### [Assigned task]
Among the lines of data below, reproduce only those from the one with "let b = Expanse::new(6, 9);" through the one with "steps.push_back(step);", exactly as they stand, both ends included.

### [Task input]
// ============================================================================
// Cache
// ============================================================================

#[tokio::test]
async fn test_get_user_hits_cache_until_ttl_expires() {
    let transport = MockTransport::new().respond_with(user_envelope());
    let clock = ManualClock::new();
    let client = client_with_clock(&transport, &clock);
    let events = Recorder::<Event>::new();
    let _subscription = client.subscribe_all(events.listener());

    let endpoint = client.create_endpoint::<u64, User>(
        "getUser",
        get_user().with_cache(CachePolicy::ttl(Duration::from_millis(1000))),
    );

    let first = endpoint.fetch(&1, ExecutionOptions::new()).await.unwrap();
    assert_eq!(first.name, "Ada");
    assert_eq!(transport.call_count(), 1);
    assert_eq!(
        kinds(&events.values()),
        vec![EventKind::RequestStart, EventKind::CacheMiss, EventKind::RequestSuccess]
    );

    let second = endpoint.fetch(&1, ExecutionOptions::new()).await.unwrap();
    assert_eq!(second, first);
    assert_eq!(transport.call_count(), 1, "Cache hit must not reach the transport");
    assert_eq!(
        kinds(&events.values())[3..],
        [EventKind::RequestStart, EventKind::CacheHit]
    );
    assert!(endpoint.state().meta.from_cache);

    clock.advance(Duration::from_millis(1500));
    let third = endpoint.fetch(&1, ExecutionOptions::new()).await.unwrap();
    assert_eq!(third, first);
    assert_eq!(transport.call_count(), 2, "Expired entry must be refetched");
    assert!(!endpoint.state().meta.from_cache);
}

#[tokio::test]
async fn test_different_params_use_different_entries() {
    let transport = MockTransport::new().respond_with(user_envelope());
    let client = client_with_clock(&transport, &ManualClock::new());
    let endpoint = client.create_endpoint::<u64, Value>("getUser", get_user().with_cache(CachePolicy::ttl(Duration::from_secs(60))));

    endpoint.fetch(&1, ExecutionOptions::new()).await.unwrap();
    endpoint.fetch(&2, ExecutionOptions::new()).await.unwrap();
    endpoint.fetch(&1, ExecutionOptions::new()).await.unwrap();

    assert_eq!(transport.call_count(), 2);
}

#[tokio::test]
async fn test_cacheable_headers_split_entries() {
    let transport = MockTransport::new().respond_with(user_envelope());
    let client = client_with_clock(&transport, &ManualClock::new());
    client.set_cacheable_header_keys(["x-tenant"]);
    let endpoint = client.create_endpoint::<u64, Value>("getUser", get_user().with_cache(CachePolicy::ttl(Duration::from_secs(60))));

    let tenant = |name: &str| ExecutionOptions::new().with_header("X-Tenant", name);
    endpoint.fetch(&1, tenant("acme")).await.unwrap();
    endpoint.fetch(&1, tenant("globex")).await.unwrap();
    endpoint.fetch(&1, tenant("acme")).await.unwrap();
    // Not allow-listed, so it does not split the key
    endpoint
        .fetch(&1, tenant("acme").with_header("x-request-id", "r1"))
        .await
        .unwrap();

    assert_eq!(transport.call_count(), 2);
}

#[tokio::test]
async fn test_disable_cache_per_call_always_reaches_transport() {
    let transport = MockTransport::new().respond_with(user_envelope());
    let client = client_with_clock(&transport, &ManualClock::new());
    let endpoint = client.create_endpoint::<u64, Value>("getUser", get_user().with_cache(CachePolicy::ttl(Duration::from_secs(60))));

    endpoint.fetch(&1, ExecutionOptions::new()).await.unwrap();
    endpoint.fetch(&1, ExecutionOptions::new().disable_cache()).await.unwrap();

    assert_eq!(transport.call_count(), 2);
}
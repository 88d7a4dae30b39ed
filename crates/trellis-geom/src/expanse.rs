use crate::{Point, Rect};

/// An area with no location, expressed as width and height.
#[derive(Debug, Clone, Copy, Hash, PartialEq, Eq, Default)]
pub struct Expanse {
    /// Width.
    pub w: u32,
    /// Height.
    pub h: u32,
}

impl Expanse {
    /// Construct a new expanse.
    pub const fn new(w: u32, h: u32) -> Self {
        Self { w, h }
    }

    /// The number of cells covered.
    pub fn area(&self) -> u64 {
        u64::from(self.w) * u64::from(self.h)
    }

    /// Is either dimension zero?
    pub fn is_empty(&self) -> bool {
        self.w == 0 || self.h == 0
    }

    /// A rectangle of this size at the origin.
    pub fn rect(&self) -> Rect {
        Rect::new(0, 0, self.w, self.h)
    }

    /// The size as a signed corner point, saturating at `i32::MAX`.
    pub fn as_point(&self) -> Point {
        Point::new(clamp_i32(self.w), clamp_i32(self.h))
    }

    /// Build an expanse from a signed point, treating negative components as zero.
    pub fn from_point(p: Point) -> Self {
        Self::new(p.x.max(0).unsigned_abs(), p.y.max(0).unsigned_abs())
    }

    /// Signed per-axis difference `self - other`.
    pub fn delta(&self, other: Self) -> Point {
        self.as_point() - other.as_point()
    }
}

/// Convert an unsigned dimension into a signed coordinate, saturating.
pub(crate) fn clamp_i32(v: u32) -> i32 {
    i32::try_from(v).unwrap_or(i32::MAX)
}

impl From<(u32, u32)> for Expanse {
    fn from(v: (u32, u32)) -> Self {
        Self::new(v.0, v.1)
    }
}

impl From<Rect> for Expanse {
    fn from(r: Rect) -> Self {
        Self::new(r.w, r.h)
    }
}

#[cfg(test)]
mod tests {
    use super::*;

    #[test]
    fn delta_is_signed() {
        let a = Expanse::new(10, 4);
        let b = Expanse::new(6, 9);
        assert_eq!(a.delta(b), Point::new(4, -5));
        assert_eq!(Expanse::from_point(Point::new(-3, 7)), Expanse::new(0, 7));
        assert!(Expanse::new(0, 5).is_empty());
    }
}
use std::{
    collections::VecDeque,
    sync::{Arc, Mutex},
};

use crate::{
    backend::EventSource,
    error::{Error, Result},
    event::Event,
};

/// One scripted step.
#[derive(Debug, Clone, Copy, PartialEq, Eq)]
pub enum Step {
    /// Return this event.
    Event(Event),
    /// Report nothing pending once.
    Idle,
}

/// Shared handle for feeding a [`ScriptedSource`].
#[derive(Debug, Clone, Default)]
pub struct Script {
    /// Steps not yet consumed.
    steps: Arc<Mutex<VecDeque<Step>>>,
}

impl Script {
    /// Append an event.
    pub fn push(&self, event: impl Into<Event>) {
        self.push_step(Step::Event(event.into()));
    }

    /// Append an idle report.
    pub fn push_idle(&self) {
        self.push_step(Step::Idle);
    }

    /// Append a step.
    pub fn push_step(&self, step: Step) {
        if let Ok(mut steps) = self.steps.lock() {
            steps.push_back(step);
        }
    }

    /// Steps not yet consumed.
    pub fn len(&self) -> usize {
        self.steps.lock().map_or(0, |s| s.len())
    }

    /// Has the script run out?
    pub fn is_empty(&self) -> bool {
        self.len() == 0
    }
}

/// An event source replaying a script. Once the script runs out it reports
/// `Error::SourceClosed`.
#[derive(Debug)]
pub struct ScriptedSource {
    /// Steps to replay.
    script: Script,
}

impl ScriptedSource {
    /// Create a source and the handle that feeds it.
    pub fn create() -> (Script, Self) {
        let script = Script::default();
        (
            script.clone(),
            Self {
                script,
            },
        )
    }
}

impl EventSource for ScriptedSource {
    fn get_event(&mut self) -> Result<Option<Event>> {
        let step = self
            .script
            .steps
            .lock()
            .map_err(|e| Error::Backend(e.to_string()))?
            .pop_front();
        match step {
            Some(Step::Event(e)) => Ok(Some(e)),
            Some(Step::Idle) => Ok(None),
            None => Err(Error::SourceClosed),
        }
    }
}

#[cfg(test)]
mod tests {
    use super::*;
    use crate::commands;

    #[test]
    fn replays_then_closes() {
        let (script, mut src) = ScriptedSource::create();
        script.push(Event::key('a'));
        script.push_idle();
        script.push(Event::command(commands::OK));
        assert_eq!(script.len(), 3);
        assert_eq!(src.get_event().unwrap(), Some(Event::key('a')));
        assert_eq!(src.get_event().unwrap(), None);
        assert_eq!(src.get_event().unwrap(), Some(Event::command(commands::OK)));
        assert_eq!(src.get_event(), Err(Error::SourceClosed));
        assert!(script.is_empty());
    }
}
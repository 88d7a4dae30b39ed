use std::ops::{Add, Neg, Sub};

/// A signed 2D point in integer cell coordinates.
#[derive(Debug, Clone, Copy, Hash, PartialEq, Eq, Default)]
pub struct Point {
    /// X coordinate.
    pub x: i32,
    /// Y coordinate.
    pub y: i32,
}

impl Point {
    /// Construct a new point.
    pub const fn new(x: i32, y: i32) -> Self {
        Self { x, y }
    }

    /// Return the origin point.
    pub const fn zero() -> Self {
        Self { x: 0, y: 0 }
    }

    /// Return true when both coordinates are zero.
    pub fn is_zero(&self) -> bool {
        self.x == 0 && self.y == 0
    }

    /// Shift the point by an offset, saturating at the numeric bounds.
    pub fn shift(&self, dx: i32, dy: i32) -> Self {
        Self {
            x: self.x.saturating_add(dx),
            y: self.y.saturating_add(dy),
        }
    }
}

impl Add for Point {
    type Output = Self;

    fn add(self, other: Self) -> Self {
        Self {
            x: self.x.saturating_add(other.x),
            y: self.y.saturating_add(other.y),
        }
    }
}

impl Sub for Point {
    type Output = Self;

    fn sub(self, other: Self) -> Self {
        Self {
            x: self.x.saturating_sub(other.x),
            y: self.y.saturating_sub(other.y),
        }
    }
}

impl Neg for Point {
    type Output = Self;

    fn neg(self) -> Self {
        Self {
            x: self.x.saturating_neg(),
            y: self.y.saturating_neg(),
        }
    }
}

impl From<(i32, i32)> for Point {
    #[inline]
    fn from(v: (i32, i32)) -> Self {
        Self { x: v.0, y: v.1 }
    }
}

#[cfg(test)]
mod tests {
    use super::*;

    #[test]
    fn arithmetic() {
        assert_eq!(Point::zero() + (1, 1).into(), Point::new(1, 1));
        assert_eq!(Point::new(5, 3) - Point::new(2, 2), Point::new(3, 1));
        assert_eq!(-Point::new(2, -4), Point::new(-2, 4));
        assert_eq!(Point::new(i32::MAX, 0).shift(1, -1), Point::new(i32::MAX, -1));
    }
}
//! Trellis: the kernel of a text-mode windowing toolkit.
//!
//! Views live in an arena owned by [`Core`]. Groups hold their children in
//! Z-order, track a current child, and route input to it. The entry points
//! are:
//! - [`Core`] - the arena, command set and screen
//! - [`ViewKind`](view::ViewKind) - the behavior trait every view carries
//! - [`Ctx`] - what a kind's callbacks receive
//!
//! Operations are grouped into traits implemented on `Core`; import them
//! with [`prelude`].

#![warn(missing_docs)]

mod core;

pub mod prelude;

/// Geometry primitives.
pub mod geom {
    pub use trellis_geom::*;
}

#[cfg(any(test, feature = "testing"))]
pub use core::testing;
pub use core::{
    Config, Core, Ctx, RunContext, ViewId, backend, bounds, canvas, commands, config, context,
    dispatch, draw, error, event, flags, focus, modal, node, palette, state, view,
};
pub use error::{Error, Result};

### [Solution to this problem]
        let b = Expanse::new(6, 9);
        assert_eq!(a.delta(b), Point::new(4, -5));
        assert_eq!(Expanse::from_point(Point::new(-3, 7)), Expanse::new(0, 7));
        assert!(Expanse::new(0, 5).is_empty());
    }
}
use std::{
    collections::VecDeque,
    sync::{Arc, Mutex},
};

use crate::{
    backend::EventSource,
    error::{Error, Result},
    event::Event,
};

/// One scripted step.
#[derive(Debug, Clone, Copy, PartialEq, Eq)]
pub enum Step {
    /// Return this event.
    Event(Event),
    /// Report nothing pending once.
    Idle,
}

/// Shared handle for feeding a [`ScriptedSource`].
#[derive(Debug, Clone, Default)]
pub struct Script {
    /// Steps not yet consumed.
    steps: Arc<Mutex<VecDeque<Step>>>,
}

impl Script {
    /// Append an event.
    pub fn push(&self, event: impl Into<Event>) {
        self.push_step(Step::Event(event.into()));
    }

    /// Append an idle report.
    pub fn push_idle(&self) {
        self.push_step(Step::Idle);
    }

    /// Append a step.
    pub fn push_step(&self, step: Step) {
        if let Ok(mut steps) = self.steps.lock() {
            steps.push_back(step);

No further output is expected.